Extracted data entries

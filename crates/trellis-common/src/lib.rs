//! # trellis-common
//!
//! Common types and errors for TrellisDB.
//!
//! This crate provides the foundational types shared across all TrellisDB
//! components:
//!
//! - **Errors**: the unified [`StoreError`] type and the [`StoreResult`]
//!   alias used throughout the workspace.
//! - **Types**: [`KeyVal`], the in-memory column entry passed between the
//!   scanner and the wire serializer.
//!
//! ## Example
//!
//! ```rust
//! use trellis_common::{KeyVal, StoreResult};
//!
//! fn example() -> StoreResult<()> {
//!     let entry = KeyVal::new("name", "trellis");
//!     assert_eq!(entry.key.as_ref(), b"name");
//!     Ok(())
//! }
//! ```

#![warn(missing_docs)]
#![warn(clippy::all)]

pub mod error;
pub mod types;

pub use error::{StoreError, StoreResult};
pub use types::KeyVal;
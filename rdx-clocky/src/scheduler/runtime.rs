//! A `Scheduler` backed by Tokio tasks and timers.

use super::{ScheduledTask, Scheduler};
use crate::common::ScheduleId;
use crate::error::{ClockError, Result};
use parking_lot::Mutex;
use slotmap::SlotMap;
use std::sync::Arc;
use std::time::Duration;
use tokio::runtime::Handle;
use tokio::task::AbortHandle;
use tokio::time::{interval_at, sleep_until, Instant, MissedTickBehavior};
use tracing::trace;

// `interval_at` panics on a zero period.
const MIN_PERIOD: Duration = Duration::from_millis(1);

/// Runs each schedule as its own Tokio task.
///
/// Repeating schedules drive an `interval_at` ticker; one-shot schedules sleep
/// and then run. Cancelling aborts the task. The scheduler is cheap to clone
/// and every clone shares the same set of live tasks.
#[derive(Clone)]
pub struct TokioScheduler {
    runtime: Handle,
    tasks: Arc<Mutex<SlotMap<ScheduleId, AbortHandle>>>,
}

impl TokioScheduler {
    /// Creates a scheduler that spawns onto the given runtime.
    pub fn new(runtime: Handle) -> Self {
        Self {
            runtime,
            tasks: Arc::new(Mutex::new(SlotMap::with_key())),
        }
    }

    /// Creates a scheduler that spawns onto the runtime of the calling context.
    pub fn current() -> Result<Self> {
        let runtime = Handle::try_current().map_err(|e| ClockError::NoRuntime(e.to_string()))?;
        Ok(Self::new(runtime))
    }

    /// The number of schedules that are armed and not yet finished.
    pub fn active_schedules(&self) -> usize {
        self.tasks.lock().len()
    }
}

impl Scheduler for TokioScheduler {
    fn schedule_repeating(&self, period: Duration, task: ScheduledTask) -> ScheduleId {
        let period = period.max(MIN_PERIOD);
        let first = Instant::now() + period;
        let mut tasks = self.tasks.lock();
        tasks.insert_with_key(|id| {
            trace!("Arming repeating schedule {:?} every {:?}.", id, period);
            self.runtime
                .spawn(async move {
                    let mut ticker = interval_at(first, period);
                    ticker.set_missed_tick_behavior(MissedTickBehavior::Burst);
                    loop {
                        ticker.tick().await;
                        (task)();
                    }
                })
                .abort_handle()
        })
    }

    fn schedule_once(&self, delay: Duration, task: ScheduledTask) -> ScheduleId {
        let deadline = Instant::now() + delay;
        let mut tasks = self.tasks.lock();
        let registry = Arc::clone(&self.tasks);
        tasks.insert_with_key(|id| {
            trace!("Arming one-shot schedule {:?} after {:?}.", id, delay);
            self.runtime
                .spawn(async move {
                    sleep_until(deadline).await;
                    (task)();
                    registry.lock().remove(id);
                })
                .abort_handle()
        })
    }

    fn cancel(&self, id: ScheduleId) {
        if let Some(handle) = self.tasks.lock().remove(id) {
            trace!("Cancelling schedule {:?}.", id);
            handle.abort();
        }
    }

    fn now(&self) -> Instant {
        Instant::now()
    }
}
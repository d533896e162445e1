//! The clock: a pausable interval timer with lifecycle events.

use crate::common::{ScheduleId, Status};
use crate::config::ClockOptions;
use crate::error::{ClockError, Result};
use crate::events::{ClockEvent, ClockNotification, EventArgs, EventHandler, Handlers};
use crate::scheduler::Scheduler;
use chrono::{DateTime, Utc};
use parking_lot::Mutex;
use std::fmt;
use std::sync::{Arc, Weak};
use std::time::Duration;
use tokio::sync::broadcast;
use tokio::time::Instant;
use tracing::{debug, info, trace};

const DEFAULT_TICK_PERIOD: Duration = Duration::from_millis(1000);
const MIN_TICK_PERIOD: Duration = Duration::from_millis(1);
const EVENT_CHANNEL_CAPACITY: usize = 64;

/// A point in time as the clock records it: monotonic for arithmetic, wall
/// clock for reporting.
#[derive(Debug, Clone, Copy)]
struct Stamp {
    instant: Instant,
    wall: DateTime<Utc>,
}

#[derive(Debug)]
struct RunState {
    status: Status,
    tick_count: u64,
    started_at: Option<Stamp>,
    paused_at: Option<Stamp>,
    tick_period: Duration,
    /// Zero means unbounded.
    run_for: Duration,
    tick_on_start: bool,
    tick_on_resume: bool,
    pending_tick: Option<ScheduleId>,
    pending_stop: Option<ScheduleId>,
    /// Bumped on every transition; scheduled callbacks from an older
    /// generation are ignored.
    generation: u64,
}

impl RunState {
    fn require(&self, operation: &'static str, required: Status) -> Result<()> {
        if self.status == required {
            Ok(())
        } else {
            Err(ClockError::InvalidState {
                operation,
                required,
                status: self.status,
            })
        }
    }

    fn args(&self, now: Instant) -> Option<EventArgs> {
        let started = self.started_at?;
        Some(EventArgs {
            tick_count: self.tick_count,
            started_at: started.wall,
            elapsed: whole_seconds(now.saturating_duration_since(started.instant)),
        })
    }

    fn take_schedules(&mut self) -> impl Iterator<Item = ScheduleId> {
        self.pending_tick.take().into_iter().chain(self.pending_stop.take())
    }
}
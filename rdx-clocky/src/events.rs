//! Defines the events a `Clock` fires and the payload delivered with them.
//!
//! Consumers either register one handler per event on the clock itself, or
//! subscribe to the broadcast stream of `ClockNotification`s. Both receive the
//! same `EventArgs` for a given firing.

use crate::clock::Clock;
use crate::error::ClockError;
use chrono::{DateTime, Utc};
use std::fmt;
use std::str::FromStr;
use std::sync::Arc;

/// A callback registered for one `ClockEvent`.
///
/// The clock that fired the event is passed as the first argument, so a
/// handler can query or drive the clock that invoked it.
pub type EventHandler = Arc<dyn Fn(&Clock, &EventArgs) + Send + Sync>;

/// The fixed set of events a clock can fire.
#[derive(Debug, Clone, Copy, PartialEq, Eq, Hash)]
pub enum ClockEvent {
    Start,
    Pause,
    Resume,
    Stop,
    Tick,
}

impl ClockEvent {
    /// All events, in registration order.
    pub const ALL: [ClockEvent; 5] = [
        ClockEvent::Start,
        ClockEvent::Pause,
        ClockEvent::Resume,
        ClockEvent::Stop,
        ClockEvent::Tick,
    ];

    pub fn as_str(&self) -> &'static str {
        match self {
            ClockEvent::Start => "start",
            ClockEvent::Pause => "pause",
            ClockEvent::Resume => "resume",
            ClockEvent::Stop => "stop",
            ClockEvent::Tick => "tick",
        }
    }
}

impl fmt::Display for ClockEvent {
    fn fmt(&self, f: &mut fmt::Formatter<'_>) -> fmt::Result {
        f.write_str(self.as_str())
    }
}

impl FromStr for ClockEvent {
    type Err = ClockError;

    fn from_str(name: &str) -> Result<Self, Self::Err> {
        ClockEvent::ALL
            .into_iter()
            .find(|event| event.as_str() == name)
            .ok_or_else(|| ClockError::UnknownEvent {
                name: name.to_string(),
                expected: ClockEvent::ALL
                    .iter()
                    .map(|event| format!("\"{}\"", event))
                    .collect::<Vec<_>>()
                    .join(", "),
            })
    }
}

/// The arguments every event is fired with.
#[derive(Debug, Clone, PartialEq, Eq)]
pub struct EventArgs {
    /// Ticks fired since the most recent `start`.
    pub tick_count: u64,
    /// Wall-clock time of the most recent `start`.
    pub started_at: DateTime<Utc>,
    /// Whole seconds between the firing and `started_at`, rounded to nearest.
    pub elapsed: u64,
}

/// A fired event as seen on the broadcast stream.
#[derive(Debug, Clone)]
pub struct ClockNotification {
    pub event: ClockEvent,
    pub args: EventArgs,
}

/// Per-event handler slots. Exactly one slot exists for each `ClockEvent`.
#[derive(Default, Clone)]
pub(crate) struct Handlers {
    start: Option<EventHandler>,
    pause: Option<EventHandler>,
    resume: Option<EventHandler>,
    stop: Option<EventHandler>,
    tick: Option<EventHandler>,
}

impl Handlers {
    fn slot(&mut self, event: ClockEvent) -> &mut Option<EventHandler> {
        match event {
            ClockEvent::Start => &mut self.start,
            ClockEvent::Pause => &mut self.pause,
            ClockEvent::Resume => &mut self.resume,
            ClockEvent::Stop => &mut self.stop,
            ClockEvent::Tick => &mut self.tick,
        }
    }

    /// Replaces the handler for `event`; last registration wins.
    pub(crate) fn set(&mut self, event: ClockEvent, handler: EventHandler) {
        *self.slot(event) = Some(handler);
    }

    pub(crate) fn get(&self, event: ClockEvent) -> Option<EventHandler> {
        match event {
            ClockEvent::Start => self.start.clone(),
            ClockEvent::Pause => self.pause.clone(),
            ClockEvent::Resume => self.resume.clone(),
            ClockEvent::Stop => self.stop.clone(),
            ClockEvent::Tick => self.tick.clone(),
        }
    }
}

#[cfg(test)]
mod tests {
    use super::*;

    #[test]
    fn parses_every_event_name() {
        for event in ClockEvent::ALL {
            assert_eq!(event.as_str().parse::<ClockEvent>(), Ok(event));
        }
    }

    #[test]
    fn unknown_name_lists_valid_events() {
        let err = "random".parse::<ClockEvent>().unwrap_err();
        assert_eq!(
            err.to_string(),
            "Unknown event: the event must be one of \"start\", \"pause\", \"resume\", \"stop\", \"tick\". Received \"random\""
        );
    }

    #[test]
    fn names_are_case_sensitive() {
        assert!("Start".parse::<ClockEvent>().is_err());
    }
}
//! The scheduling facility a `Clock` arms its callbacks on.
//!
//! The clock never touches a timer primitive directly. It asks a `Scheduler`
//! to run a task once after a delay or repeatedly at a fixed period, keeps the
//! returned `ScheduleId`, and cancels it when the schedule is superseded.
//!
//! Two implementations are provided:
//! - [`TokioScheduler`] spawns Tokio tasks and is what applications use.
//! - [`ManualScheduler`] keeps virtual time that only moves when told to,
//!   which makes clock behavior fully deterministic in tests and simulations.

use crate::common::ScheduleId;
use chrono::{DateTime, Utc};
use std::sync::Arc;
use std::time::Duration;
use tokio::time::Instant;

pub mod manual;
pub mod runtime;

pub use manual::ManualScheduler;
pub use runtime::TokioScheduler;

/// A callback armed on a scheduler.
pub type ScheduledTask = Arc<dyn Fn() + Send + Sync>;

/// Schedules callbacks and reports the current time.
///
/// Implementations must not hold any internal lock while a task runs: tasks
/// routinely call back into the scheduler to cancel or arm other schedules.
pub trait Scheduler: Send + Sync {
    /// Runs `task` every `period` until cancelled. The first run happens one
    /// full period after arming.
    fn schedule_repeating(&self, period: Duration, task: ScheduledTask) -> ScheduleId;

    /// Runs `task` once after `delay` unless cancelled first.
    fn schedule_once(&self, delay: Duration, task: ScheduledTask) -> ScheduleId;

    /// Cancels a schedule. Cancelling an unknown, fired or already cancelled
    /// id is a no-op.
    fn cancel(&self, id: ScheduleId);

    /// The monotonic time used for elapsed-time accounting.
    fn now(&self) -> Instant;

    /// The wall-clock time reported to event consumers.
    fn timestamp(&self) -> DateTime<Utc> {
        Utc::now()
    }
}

--

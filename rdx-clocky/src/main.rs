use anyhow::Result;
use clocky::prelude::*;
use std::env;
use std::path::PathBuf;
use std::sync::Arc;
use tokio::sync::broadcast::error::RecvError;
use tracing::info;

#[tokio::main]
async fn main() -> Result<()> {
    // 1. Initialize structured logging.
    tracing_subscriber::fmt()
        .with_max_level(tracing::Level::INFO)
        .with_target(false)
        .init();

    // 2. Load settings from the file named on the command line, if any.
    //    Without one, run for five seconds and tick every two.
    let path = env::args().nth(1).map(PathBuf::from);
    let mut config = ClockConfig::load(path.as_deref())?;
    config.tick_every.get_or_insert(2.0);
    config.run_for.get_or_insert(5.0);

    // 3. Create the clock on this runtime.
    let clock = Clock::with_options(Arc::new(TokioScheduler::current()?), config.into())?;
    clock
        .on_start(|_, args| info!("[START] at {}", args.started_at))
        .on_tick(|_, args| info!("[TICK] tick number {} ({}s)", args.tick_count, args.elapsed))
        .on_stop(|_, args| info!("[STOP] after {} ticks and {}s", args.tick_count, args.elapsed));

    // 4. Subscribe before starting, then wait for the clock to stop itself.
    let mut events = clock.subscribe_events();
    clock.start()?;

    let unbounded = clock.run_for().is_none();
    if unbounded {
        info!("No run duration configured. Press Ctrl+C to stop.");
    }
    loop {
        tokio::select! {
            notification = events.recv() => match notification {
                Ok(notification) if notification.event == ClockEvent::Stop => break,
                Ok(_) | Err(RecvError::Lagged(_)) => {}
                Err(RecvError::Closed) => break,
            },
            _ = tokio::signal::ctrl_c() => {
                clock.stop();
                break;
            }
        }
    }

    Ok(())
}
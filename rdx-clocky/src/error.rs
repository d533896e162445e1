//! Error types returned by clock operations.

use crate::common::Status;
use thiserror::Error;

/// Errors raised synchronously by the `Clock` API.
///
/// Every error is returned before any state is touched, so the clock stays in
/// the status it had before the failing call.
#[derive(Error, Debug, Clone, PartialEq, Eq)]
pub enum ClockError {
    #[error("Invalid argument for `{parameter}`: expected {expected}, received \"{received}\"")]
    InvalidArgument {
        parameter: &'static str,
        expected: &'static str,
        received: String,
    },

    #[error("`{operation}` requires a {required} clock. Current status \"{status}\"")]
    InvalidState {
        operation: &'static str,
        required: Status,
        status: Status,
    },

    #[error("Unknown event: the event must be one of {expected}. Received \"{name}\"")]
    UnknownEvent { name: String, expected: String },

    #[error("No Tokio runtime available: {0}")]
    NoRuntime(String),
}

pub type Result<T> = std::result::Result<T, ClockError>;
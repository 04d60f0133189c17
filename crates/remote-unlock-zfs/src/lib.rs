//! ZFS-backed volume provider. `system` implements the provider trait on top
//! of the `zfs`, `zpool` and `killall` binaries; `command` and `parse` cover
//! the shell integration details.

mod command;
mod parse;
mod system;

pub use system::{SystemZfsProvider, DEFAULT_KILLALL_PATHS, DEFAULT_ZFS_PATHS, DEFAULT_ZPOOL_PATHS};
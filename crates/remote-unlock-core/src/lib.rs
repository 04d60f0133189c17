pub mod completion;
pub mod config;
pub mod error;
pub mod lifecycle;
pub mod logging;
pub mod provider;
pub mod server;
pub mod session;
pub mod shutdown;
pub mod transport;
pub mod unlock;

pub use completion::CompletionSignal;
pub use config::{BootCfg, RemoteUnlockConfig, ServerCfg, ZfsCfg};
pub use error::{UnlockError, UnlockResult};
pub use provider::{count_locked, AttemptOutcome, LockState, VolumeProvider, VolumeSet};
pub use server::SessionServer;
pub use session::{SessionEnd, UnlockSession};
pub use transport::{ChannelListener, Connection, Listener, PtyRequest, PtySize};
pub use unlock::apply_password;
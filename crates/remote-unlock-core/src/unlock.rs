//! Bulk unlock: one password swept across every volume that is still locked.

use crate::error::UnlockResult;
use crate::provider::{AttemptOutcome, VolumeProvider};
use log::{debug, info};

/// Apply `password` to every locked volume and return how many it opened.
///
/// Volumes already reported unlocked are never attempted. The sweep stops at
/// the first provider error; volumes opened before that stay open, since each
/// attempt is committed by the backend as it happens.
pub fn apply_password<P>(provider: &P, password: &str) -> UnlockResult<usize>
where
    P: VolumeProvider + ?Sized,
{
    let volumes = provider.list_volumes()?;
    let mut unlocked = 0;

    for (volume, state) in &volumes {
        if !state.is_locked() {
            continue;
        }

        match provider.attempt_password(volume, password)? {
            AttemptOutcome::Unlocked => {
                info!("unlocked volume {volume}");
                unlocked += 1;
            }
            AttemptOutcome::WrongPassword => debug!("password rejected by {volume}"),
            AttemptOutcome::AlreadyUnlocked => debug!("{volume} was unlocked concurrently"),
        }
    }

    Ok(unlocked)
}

■ Exercise goal
Give back the records above exactly, limited to the lines between the one holding "use tracing::trace;" and the one holding "impl Scheduler for", inclusive.

■ Solution
use tracing::trace;

// `interval_at` panics on a zero period.
const MIN_PERIOD: Duration = Duration::from_millis(1);

/// Runs each schedule as its own Tokio task.
///
/// Repeating schedules drive an `interval_at` ticker; one-shot schedules sleep
/// and then run. Cancelling aborts the task. The scheduler is cheap to clone
/// and every clone shares the same set of live tasks.
#[derive(Clone)]
pub struct TokioScheduler {
    runtime: Handle,
    tasks: Arc<Mutex<SlotMap<ScheduleId, AbortHandle>>>,
}

impl TokioScheduler {
    /// Creates a scheduler that spawns onto the given runtime.
    pub fn new(runtime: Handle) -> Self {
        Self {
            runtime,
            tasks: Arc::new(Mutex::new(SlotMap::with_key())),
        }
    }

    /// Creates a scheduler that spawns onto the runtime of the calling context.
    pub fn current() -> Result<Self> {
        let runtime = Handle::try_current().map_err(|e| ClockError::NoRuntime(e.to_string()))?;
        Ok(Self::new(runtime))
    }

    /// The number of schedules that are armed and not yet finished.
    pub fn active_schedules(&self) -> usize {
        self.tasks.lock().len()
    }
}

impl Scheduler for TokioScheduler {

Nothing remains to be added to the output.